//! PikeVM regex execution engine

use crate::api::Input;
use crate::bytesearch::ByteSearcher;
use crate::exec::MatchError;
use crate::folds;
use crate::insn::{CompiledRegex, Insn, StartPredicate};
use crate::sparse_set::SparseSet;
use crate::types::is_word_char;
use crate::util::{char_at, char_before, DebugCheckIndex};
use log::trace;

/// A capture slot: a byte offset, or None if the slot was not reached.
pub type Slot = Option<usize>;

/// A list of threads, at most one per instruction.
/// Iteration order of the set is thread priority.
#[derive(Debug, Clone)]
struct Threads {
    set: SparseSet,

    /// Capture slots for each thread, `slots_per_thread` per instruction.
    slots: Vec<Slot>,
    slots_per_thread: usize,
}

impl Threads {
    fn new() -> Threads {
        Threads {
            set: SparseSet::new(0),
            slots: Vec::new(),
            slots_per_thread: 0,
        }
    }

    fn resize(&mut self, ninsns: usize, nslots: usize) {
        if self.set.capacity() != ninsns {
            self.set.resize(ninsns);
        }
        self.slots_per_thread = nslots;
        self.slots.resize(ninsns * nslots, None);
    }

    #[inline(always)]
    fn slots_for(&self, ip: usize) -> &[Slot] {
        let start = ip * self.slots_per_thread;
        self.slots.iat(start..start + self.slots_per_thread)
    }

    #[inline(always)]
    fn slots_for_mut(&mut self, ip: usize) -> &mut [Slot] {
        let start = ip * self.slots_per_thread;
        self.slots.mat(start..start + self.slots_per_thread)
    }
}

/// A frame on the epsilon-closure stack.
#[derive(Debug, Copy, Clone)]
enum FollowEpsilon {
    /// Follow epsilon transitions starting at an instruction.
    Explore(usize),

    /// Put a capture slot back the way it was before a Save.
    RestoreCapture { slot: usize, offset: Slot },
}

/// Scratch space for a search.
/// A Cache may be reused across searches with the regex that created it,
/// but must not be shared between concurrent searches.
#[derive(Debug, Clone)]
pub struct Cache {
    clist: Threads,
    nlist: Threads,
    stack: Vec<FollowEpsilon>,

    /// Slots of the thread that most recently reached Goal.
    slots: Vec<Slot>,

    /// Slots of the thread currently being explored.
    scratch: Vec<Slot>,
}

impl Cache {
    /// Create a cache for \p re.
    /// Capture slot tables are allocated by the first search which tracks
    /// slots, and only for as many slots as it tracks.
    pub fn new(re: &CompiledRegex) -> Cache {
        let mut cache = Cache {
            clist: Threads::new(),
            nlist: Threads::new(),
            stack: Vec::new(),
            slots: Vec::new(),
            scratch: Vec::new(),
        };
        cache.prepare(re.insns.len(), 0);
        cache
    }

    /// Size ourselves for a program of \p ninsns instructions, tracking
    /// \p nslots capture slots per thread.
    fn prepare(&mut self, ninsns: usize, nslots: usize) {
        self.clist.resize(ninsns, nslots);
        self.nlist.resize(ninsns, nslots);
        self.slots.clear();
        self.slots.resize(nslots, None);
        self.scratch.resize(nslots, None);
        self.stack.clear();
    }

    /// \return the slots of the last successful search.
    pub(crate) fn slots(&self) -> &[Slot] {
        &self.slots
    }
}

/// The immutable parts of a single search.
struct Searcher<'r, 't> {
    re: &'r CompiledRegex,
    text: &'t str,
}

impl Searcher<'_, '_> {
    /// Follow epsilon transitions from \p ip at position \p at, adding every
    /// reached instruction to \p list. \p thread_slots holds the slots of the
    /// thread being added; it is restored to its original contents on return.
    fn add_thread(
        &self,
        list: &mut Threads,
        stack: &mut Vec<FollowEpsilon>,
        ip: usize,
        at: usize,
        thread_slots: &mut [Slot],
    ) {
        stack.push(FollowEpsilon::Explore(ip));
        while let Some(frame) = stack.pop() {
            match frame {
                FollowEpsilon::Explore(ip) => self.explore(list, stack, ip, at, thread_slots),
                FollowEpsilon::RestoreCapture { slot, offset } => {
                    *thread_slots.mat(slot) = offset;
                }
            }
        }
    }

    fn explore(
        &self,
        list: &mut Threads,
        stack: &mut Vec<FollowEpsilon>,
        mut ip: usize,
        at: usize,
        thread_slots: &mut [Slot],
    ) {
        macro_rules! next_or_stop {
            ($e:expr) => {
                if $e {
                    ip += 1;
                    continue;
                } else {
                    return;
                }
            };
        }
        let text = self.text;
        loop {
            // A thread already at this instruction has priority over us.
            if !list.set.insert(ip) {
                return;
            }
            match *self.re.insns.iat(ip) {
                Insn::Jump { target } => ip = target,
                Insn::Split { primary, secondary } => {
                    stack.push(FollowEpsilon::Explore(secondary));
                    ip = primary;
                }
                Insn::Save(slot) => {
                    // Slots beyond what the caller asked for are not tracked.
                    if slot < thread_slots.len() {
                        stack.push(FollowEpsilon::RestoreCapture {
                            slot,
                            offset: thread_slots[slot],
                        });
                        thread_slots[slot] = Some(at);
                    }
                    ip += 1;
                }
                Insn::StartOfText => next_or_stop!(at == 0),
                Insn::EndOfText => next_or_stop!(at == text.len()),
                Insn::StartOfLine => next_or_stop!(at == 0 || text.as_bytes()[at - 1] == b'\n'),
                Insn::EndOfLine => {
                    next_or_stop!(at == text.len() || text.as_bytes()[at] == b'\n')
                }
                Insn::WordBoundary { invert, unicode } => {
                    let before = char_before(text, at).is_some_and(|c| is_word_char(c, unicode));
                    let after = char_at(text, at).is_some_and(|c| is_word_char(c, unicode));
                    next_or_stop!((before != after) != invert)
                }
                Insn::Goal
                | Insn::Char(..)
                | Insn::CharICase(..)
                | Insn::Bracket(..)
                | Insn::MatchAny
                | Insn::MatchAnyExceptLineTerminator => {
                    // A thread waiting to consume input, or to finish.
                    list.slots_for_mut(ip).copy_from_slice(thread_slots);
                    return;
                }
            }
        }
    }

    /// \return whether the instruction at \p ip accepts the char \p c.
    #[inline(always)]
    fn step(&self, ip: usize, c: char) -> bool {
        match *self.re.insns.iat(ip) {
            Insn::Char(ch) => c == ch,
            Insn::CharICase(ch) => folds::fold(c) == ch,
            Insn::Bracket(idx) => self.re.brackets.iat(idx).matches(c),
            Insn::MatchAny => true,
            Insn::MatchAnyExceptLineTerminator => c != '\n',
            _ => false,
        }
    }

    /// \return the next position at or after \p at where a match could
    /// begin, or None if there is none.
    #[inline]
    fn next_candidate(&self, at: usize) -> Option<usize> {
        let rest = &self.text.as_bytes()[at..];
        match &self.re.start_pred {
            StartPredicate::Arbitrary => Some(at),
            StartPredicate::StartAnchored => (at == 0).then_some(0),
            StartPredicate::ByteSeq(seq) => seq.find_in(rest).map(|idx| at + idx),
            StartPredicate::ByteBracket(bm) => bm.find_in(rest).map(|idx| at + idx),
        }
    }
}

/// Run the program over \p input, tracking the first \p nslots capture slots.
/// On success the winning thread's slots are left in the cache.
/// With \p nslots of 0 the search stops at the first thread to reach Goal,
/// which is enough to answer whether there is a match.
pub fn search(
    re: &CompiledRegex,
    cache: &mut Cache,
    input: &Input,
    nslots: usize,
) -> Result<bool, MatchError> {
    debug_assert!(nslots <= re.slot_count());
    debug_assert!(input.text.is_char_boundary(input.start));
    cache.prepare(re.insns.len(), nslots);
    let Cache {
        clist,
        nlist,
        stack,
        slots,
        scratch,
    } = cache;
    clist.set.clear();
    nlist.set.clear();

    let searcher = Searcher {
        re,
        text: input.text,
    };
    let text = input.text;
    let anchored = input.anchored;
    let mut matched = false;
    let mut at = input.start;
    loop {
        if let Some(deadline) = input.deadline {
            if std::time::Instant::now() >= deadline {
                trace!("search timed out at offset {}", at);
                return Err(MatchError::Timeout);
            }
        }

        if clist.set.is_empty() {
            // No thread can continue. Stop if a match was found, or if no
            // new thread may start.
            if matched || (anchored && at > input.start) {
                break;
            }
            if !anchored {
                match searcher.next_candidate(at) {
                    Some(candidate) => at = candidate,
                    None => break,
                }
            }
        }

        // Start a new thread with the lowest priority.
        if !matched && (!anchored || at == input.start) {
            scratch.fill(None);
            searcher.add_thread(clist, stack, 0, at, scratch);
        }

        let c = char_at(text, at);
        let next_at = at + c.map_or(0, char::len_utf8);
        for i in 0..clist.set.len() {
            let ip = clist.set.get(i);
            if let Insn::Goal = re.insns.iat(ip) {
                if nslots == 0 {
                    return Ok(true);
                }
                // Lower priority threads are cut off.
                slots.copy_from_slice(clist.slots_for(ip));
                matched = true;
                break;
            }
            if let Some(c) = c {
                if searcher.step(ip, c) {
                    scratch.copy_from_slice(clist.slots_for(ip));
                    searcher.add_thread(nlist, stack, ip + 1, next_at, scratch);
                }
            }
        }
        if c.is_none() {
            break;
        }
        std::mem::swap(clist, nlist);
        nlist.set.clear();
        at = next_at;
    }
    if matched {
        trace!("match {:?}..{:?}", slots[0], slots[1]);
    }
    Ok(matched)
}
• • • •
◆ Prompt ◆
Within the material above, output exactly the lines from the one with "Insn::StartOfText => next_or_stop!(at" through the one with "next_or_stop!((before != after)", end lines included, and nothing besides.

◆ Answer to this exercise ◆
                Insn::StartOfText => next_or_stop!(at == 0),
                Insn::EndOfText => next_or_stop!(at == text.len()),
                Insn::StartOfLine => next_or_stop!(at == 0 || text.as_bytes()[at - 1] == b'\n'),
                Insn::EndOfLine => {
                    next_or_stop!(at == text.len() || text.as_bytes()[at] == b'\n')
                }
                Insn::WordBoundary { invert, unicode } => {
                    let before = char_before(text, at).is_some_and(|c| is_word_char(c, unicode));
                    let after = char_at(text, at).is_some_and(|c| is_word_char(c, unicode));
                    next_or_stop!((before != after) != invert)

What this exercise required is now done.